Can you return the records below exactly as they stand, but only from the first line through the one with "fn from_cookie_value(raw: &str)"?

━━━ RECORDS PROVIDED

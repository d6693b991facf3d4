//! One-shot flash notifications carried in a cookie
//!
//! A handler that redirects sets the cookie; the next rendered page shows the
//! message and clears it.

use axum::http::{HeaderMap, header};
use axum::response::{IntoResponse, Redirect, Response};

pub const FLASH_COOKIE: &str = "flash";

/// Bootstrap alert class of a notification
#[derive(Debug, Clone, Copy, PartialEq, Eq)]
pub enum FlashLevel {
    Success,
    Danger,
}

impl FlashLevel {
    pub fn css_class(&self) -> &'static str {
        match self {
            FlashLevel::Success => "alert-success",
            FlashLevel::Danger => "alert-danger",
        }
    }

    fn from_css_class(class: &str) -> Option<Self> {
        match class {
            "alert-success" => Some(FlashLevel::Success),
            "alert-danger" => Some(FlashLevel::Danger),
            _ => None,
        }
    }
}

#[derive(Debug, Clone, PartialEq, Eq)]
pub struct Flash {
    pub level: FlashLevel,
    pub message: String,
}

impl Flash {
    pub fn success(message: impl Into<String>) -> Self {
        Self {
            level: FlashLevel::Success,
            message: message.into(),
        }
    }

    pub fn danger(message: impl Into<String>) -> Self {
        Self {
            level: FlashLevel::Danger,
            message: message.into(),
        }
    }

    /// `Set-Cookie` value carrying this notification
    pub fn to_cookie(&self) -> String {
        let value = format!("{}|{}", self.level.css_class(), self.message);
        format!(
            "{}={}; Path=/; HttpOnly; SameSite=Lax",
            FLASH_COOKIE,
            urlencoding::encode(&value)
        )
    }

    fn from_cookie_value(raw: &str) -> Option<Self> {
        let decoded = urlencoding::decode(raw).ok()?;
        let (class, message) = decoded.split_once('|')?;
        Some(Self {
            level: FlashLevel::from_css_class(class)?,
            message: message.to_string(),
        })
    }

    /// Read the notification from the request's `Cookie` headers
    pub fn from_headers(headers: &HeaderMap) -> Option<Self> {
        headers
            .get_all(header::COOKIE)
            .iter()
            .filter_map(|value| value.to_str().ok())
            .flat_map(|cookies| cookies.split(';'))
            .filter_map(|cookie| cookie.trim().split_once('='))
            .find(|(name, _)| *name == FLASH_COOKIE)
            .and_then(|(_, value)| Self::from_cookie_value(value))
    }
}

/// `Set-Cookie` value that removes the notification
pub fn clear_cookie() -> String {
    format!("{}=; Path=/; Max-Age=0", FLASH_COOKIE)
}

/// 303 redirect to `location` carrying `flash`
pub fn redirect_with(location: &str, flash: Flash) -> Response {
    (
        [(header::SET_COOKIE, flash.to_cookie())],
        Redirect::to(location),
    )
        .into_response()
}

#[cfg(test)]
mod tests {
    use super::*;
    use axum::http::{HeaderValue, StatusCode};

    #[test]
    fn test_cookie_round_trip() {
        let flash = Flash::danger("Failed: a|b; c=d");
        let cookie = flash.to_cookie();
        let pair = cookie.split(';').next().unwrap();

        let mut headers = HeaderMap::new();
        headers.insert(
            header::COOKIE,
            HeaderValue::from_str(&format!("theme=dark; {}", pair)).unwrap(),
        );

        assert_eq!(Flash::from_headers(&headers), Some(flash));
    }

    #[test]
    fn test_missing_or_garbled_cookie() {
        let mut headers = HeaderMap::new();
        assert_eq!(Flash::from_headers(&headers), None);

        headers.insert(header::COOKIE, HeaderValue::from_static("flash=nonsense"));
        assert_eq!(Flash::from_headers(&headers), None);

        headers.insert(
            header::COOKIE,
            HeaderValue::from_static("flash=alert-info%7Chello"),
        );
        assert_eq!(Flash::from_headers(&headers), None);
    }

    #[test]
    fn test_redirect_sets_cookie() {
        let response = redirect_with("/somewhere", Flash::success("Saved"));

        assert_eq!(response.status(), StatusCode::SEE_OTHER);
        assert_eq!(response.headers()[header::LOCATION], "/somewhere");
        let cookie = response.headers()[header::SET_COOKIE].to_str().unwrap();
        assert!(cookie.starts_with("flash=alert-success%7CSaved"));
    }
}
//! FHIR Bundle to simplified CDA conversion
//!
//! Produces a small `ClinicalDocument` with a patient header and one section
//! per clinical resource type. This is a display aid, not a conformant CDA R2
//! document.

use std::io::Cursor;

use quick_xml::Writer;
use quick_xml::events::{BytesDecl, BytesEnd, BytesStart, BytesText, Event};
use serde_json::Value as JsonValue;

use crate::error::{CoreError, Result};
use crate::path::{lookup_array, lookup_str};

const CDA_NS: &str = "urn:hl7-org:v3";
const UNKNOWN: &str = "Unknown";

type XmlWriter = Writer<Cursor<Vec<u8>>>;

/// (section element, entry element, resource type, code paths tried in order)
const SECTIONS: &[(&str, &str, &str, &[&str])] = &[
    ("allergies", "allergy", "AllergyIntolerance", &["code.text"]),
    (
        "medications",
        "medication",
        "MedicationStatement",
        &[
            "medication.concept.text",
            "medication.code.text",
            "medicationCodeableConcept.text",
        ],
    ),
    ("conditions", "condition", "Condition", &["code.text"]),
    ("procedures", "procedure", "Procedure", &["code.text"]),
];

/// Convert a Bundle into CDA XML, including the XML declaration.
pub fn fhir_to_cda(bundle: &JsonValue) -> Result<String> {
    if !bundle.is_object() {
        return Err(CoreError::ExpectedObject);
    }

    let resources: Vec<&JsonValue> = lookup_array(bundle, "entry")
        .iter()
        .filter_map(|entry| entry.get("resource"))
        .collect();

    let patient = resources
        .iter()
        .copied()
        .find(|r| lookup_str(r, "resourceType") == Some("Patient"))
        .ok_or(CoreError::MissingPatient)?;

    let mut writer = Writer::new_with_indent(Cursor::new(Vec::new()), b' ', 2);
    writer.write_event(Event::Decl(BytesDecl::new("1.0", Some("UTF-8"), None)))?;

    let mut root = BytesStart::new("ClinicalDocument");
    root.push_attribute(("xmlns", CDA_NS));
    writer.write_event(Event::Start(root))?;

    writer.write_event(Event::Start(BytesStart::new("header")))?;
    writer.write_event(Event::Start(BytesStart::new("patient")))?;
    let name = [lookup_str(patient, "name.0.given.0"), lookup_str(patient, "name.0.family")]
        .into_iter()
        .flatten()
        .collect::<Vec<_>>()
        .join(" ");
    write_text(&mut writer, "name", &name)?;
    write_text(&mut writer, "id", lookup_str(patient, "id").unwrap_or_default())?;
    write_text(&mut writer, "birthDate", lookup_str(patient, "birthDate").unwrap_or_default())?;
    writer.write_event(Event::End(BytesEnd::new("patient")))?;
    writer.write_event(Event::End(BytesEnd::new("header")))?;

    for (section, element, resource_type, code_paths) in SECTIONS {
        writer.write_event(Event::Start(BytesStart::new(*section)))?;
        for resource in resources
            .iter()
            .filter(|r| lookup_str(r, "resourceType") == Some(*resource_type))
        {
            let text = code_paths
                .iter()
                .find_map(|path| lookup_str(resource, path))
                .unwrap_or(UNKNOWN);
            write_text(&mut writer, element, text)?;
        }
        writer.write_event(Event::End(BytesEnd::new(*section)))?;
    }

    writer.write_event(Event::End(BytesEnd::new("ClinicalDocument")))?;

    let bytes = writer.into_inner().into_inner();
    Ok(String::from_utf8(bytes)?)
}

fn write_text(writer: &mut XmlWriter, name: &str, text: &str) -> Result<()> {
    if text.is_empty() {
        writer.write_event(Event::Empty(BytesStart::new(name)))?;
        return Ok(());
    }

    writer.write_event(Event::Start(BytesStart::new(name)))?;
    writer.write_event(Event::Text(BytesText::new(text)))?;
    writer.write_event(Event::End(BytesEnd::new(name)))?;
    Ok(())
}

━━━━━━

● ANSWER FOR THE TASK:
repository d6693b991facf3d4
//! One-shot flash notifications carried in a cookie
//!
//! A handler that redirects sets the cookie; the next rendered page shows the
//! message and clears it.

use axum::http::{HeaderMap, header};
use axum::response::{IntoResponse, Redirect, Response};

pub const FLASH_COOKIE: &str = "flash";

/// Bootstrap alert class of a notification
#[derive(Debug, Clone, Copy, PartialEq, Eq)]
pub enum FlashLevel {
    Success,
    Danger,
}

impl FlashLevel {
    pub fn css_class(&self) -> &'static str {
        match self {
            FlashLevel::Success => "alert-success",
            FlashLevel::Danger => "alert-danger",
        }
    }

    fn from_css_class(class: &str) -> Option<Self> {
        match class {
            "alert-success" => Some(FlashLevel::Success),
            "alert-danger" => Some(FlashLevel::Danger),
            _ => None,
        }
    }
}

#[derive(Debug, Clone, PartialEq, Eq)]
pub struct Flash {
    pub level: FlashLevel,
    pub message: String,
}

impl Flash {
    pub fn success(message: impl Into<String>) -> Self {
        Self {
            level: FlashLevel::Success,
            message: message.into(),
        }
    }

    pub fn danger(message: impl Into<String>) -> Self {
        Self {
            level: FlashLevel::Danger,
            message: message.into(),
        }
    }

    /// `Set-Cookie` value carrying this notification
    pub fn to_cookie(&self) -> String {
        let value = format!("{}|{}", self.level.css_class(), self.message);
        format!(
            "{}={}; Path=/; HttpOnly; SameSite=Lax",
            FLASH_COOKIE,
            urlencoding::encode(&value)
        )
    }

    fn from_cookie_value(raw: &str) -> Option<Self> {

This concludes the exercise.